+++ EXERCISE DATA +++

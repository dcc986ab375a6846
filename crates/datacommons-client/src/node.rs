//! Node property lookups against `/v2/node`.

use std::collections::BTreeMap;

use datacommons_core::request::NodeRequest;
use datacommons_core::response::NodeResponse;
use datacommons_core::types::{ArcDirection, PropertyValue};

use crate::client::{Client, Result};

/// Build a direction-qualified property expression.
///
/// A single property is appended bare (`"->name"`); several are joined in a
/// bracketed list (`"->[name,latitude]"`).
pub fn property_expression(direction: ArcDirection, properties: &[String]) -> String {
    match properties {
        [single] => format!("{}{}", direction.token(), single),
        _ => format!("{}[{}]", direction.token(), properties.join(",")),
    }
}

impl Client {
    /// Look up property values for a set of nodes.
    ///
    /// Returns a flattened mapping of node dcid to the values found across
    /// the returned arcs, in response order. Nodes the API returned nothing
    /// for are absent from the map.
    pub async fn get_property_values(
        &self,
        nodes: &[String],
        direction: ArcDirection,
        properties: &[String],
    ) -> Result<BTreeMap<String, Vec<PropertyValue>>> {
        let request = NodeRequest {
            nodes: nodes.to_vec(),
            property: property_expression(direction, properties),
        };
        let response: NodeResponse = self.post("/v2/node", &request).await?;
        Ok(flatten_node_response(response))
    }
}

/// Walk `data.<dcid>.arcs.<property>.nodes[]`, keeping arc nodes that carry
/// both a provenance and a value.
fn flatten_node_response(response: NodeResponse) -> BTreeMap<String, Vec<PropertyValue>> {
    let mut result: BTreeMap<String, Vec<PropertyValue>> = BTreeMap::new();
    for (dcid, graph) in response.data {
        for (_property, arc) in graph.arcs {
            for node in arc.nodes {
                let (Some(provenance_id), Some(value)) = (node.provenance_id, node.value) else {
                    continue;
                };
                result
                    .entry(dcid.clone())
                    .or_default()
                    .push(PropertyValue { provenance_id, value });
            }
        }
    }
    result
}
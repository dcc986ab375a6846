//! datacommons-core: Shared types, configuration, and error handling for the
//! Data Commons API client.
//!
//! This crate provides the foundational types used by `datacommons-client`:
//! - Domain types (property values, observations, resolution candidates)
//! - Request and response wire schemas for the v2 API endpoints
//! - Configuration management
//! - Common error types

pub mod config;
pub mod error;
pub mod request;
pub mod response;
pub mod types;

pub use config::ClientConfig;
pub use error::DcError;
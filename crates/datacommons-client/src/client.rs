//! Connection management and the shared POST helper.

use std::time::Duration;

use serde::de::DeserializeOwned;
use serde::Serialize;

use datacommons_core::{ClientConfig, DcError};

/// Errors from API operations.
#[derive(Debug, thiserror::Error)]
pub enum ApiError {
    #[error("HTTP request error: {0}")]
    Request(#[from] reqwest::Error),

    #[error("API returned status {status}: {body}")]
    Status { status: u16, body: String },

    #[error("Failed to parse API response: {0}")]
    Parse(#[from] serde_json::Error),

    #[error(transparent)]
    Core(#[from] DcError),
}

pub type Result<T> = std::result::Result<T, ApiError>;

/// Thread-safe Data Commons API client.
///
/// Holds the API key and base URL for the lifetime of the client; every call
/// is an independent request. Clone is cheap (reqwest pools internally).
#[derive(Debug, Clone)]
pub struct Client {
    http: reqwest::Client,
    config: ClientConfig,
}

impl Client {
    /// Build a client from an explicit configuration.
    ///
    /// Fails immediately if the configuration cannot authenticate; a client
    /// is never constructed with an empty key.
    pub fn new(config: ClientConfig) -> Result<Self> {
        config.validate()?;

        let http = reqwest::Client::builder()
            .timeout(Duration::from_secs(config.timeout_secs))
            .build()?;

        tracing::info!(base_url = %config.base_url, "Created Data Commons client");
        Ok(Self { http, config })
    }

    /// Build a client with an explicit API key and the default endpoint.
    pub fn with_api_key(api_key: impl Into<String>) -> Result<Self> {
        Self::new(ClientConfig::new(api_key))
    }

    /// Build a client from `DC_*` environment variables (`DC_API_KEY`,
    /// `DC_BASE_URL`, `DC_TIMEOUT_SECS`).
    pub fn from_env() -> Result<Self> {
        Self::new(ClientConfig::from_env()?)
    }

    pub fn config(&self) -> &ClientConfig {
        &self.config
    }

    /// POST a JSON body to `base_url + path` and deserialize the response.
    ///
    /// A non-2xx status is returned as [`ApiError::Status`] with the response
    /// body attached; it is never coerced into an empty result.
    pub(crate) async fn post<B, T>(&self, path: &str, body: &B) -> Result<T>
    where
        B: Serialize + ?Sized,
        T: DeserializeOwned,
    {
        let url = format!("{}{}", self.config.base_url, path);
        tracing::debug!(%url, "Sending API request");

        let response = self
            .http
            .post(&url)
            .header("X-API-Key", &self.config.api_key)
            .json(body)
            .send()
            .await?;

        let status = response.status();
        let text = response.text().await?;
        if !status.is_success() {
            tracing::debug!(status = status.as_u16(), %url, "API request failed");
            return Err(ApiError::Status {
                status: status.as_u16(),
                body: text,
            });
        }

        Ok(serde_json::from_str(&text)?)
    }
}
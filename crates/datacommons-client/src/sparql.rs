//! Structured queries against `/v2/sparql`.

use datacommons_core::request::QueryRequest;
use datacommons_core::response::QueryResponse;
use datacommons_core::types::{QueryResult, QueryRow};

use crate::client::{Client, Result};

impl Client {
    /// Run a SPARQL query and reconstruct the tabular result.
    ///
    /// Cells align positionally with the header; a row shorter than the
    /// header simply lacks the trailing columns in its mapping.
    pub async fn query(&self, query: &str) -> Result<QueryResult> {
        let request = QueryRequest {
            query: query.to_string(),
        };
        let response: QueryResponse = self.post("/v2/sparql", &request).await?;
        Ok(rebuild_table(response))
    }
}

fn rebuild_table(response: QueryResponse) -> QueryResult {
    let rows = response
        .rows
        .into_iter()
        .map(|row| {
            response
                .header
                .iter()
                .zip(row.cells)
                .filter_map(|(label, cell)| cell.value.map(|v| (label.clone(), v)))
                .collect::<QueryRow>()
        })
        .collect();
    QueryResult {
        header: response.header,
        rows,
    }
}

+++

▶ **ACTIVITY**
Using the data above, show each line where "derive" occurs.

▶ **EXPECTED ANSWER**
#[derive(Debug, thiserror::Error)]
#[derive(Debug, Clone)]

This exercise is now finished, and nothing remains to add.